Cuando pinte canas…

Por Yolanda Tafoya Ruiz

Junio 21 del 2020

Hoy quiero platicar contigo, sentarnos frente a frente y hablar de lo que sin palabras hemos dicho; confesarnos un secreto, reírnos de alguna vieja travesura y llorar por una pena compartida.

Yo quisiera comenzar, si me permites.

¿Recuerdas aquellos días en que, invadida por cientos de llagas, varicela le decían, hubiera de permanecer por días atadas a mi cama? Yo. Que difícilmente podría mantenerme quieta por breves espacios.

Déjame confesarte que en cuanto partías y mamá se descuidaba, brincaba la desvencijada ventana para comer cuanta golosina pudiera comprar con las monedas que silencioso dejarás bajo mi almohada, creyéndome aún dormida.

Y no solo eso, sino que cuanto tu mano acariciaba mi frente, apretaba los ojos, fuerte, fuerte, para disfrutar gustosa tu cariño.

Por las noches, cuando la penumbra o los monstruos invisibles hacían de mi su presa, tu sola presencia disipaba toda sombra de agonía.

Y cómo quise destrozar aquellos horribles zapatos blancos que con tanta insistencia me ofrecieras y que finalmente aceptara, resignada ante tu autoridad que no permitiera oposición alguna.

Algo que siempre me ha acompañado, son los pases del domingo y nuestros juegos compartidos, que invariablemente terminaban con una suculenta comida hecha por mi madre, el carro atiborrado de chamacos, piedras y7 ramas, trofeos de batallas, mismos que despu8és de un tiempo desaparecían misteriosamente.

Te recuerdo también con ese mundo de papeles a final de mes, llenos de números y cómo, acumulabas periodos vacacionales sin poder tomarlos por el exceso de trabajo. Pero jamás escuché de ti una queja, ni aún cuando debiste doblar jornadas, para llevar a casa todo lo necesario.

¿Cuántas cosas para ti habrán quedado en el aparador?

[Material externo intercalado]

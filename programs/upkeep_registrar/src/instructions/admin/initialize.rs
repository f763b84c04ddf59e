use anchor_lang::prelude::*;
use anchor_spl::token_interface::{Mint, TokenAccount, TokenInterface};

use crate::{
    constants::VAULT_SEED,
    events::ConfigChanged,
    security::validation,
    state::{AutoApproveAllowlist, Config, RegistrationConfigArgs},
};

pub fn initialize(ctx: Context<Initialize>, args: RegistrationConfigArgs) -> Result<()> {
    // Escrow balances are credited with the requested amount, so the mint
    // must deliver exactly that
    validation::validate_funding_mint(&ctx.accounts.funding_mint.to_account_info())?;

    let mut config = Config {
        authority: ctx.accounts.authority.key(),
        pending_authority: None,
        approved_count: 0,
        funding_mint: ctx.accounts.funding_mint.key(),
        bump: ctx.bumps.config,
        vault_bump: ctx.bumps.vault,
        ..Default::default()
    };
    config.apply(&args);
    ctx.accounts.config.set_inner(config);

    ctx.accounts
        .allowlist
        .set_inner(AutoApproveAllowlist { senders: vec![] });

    msg!(
        "Registrar initialized, operator {} funding mint {}",
        ctx.accounts.authority.key(),
        ctx.accounts.funding_mint.key()
    );
    ConfigChanged::emit_event(
        args.auto_approve_mode,
        args.auto_approve_max_allowed,
        args.registry,
        args.min_funding_amount,
    )
}

#[derive(Accounts)]
pub struct Initialize<'info> {
    #[account(mut)]
    pub authority: Signer<'info>,

    #[account(
        init,
        payer = authority,
        space = 8 + Config::INIT_SPACE,
        seeds = [Config::PREFIX_SEED],
        bump
    )]
    pub config: Box<Account<'info, Config>>,

    #[account(
        init,
        payer = authority,
        space = 8 + AutoApproveAllowlist::INIT_SPACE,
        seeds = [AutoApproveAllowlist::PREFIX_SEED],
        bump
    )]
    pub allowlist: Box<Account<'info, AutoApproveAllowlist>>,

    pub funding_mint: Box<InterfaceAccount<'info, Mint>>,

    /// Escrow for every pending and in-flight registration
    #[account(
        init,
        payer = authority,
        seeds = [VAULT_SEED],
        bump,
        token::mint = funding_mint,
        token::authority = config,
        token::token_program = token_program,
    )]
    pub vault: Box<InterfaceAccount<'info, TokenAccount>>,

    pub token_program: Interface<'info, TokenInterface>,

    pub system_program: Program<'info, System>,
}
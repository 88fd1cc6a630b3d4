use clap::{Parser, Subcommand};

use tokenkeeper::cli::auth::DEFAULT_AUTH_TIMEOUT_MS;
use tokenkeeper::cli::output::print_error;

#[derive(Parser)]
#[command(
    name = "tokenkeeper",
    version,
    about = "Keeps OAuth access tokens fresh and sends authenticated API requests"
)]
struct Cli {
    /// Path to the config file
    #[arg(long, global = true)]
    config: Option<String>,

    #[command(subcommand)]
    command: Commands,
}

#[derive(Subcommand)]
enum Commands {
    /// Run the authorization code flow and store the resulting tokens
    Auth {
        /// How long to wait for the browser callback, in milliseconds
        #[arg(long, env = "TOKENKEEPER_AUTH_TIMEOUT_MS")]
        timeout_ms: Option<u64>,

        /// Print the authorization URL instead of opening a browser
        #[arg(long)]
        no_browser: bool,
    },

    /// Show whether credentials exist and when they expire
    Status {
        /// JSON output
        #[arg(long)]
        json: bool,
    },

    /// Refresh the access token if it is close to expiry
    Refresh {
        /// Refresh even if the token is still fresh
        #[arg(long)]
        force: bool,

        /// JSON output
        #[arg(long)]
        json: bool,
    },

    /// Send an authenticated request to the configured API
    Request {
        /// HTTP method, e.g. GET or POST
        method: String,

        /// Path relative to apiBaseUrl, or an absolute URL
        path: String,

        /// JSON request body
        #[arg(long)]
        data: Option<String>,
    },

    /// Run the refresh scheduler and the status/auth HTTP endpoints
    Serve,
}

impl Commands {
    fn json(&self) -> bool {
        matches!(
            self,
            Commands::Status { json: true } | Commands::Refresh { json: true, .. }
        )
    }

    fn default_log_level(&self) -> &'static str {
        match self {
            Commands::Serve => "info",
            _ => "warn",
        }
    }
}

#[tokio::main]
async fn main() {
    let cli = Cli::parse();

    tracing_subscriber::fmt()
        .with_env_filter(
            tracing_subscriber::EnvFilter::try_from_env("TOKENKEEPER_LOG_LEVEL").unwrap_or_else(
                |_| tracing_subscriber::EnvFilter::new(cli.command.default_log_level()),
            ),
        )
        .with_writer(std::io::stderr)
        .init();

    let json = cli.command.json();
    if let Err(e) = run(cli).await {
        print_error(&e, json);
        std::process::exit(1);
    }
}

async fn run(cli: Cli) -> Result<(), tokenkeeper::TokenError> {
    let config = cli.config.as_deref();
    match cli.command {
        Commands::Auth {
            timeout_ms,
            no_browser,
        } => {
            let timeout =
                std::time::Duration::from_millis(timeout_ms.unwrap_or(DEFAULT_AUTH_TIMEOUT_MS));
            tokenkeeper::cli::auth::run_auth(config, timeout, !no_browser).await
        }
        Commands::Status { json } => tokenkeeper::cli::status::run_status(config, json).await,
        Commands::Refresh { force, json } => {
            tokenkeeper::cli::status::run_refresh(config, force, json).await
        }
        Commands::Request { method, path, data } => {
            tokenkeeper::cli::request::run_request(config, &method, &path, data.as_deref()).await
        }
        Commands::Serve => tokenkeeper::cli::serve::run_serve(config).await,
    }
}
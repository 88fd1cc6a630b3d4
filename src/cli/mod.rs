pub mod auth;
pub mod output;
pub mod request;
pub mod serve;
pub mod status;
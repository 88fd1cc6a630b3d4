use std::time::Duration;

use crate::config::load_config;
use crate::error::TokenError;
use crate::oauth::callback::{callback_target, listen_for_callback};
use crate::oauth::AuthorizationCodeExchanger;

/// Default time to wait for the browser to come back.
pub const DEFAULT_AUTH_TIMEOUT_MS: u64 = 300_000;

/// Run the interactive authorization code bootstrap.
pub async fn run_auth(
    config_path: Option<&str>,
    timeout: Duration,
    open_browser: bool,
) -> Result<(), TokenError> {
    let config = load_config(config_path)?;
    let (bind_addr, callback_path) = callback_target(&config.redirect_uri)?;
    let manager = crate::open_manager(config).await?;
    let exchanger = AuthorizationCodeExchanger::new(manager.clone());

    let request = exchanger.begin()?;
    if !open_browser || webbrowser::open(&request.url).is_err() {
        if open_browser {
            tracing::warn!("Could not open browser automatically");
        }
        eprintln!("Open this URL in your browser to authorize:\n\n{}\n", request.url);
    }

    let params = listen_for_callback(&bind_addr, &callback_path, timeout).await?;
    let record = exchanger.complete(&params.code, &params.state).await?;

    println!(
        "Authentication successful. Credentials saved to {}",
        manager.store().location()
    );
    if let Some(at) = record.expires_at() {
        println!("Access token expires: {}", at.to_rfc3339());
    }
    Ok(())
}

¿Cuántas habrás intercambiado por un juguete o pantalón de moda para tus hijos?

Ya más grande, cómo critiqué tu exagerada responsabilidad y rectitud, las que igualmente pidieras de los tuyos.

Hoy, a la distancia, haciendo un recuento de todos los momentos pasados a tu lado, hasta uno de los más amargos; la partida de tu madre y una abuela como pocas, empiezo a comprender, ya con mis hijos, este sentimiento que se agiganta ante tu recuerdo.

Tu voz se ha hecho menos recia con el tiempo. Encanecida tu pelo, encorvada tu figura y pausado tu andar, más a cambio de eso, ha adquirido un calor más sosegado tu regazo, otro brillo tus pupilas, llenas de sueños cumplidos, afectos y recuerdos.

Hoy, hay un padre en ésta mi casa, padre mío, y una hija que vive a través de sus sentidos… y lo ama, con ese amor que solo ella puede darle.

Su mirada es la misma que en tus ojos se reflejaran cuando por las noches, ya cansado de tu trabajo, en mis ojos observaras. Y somos tú y yo, en esos rostros nuevamente.

Hoy, no trato más de explicarme esa oculta admiración, mezcla de amor, temor y de respeto que por siempre te profesara, aquí está y te la hablo, no más en silencio o con la mirada.

Quiero platicar contigo, si me lo permites, decirte que te amo y bendigo el sino que me permitiera ser parte de tu carne Padre Mío.

No… no necesito una respuesta, lo sé todo, solo permite cobijarme una vez más en tu regazo, como cuando era niña… PADRE MÍO.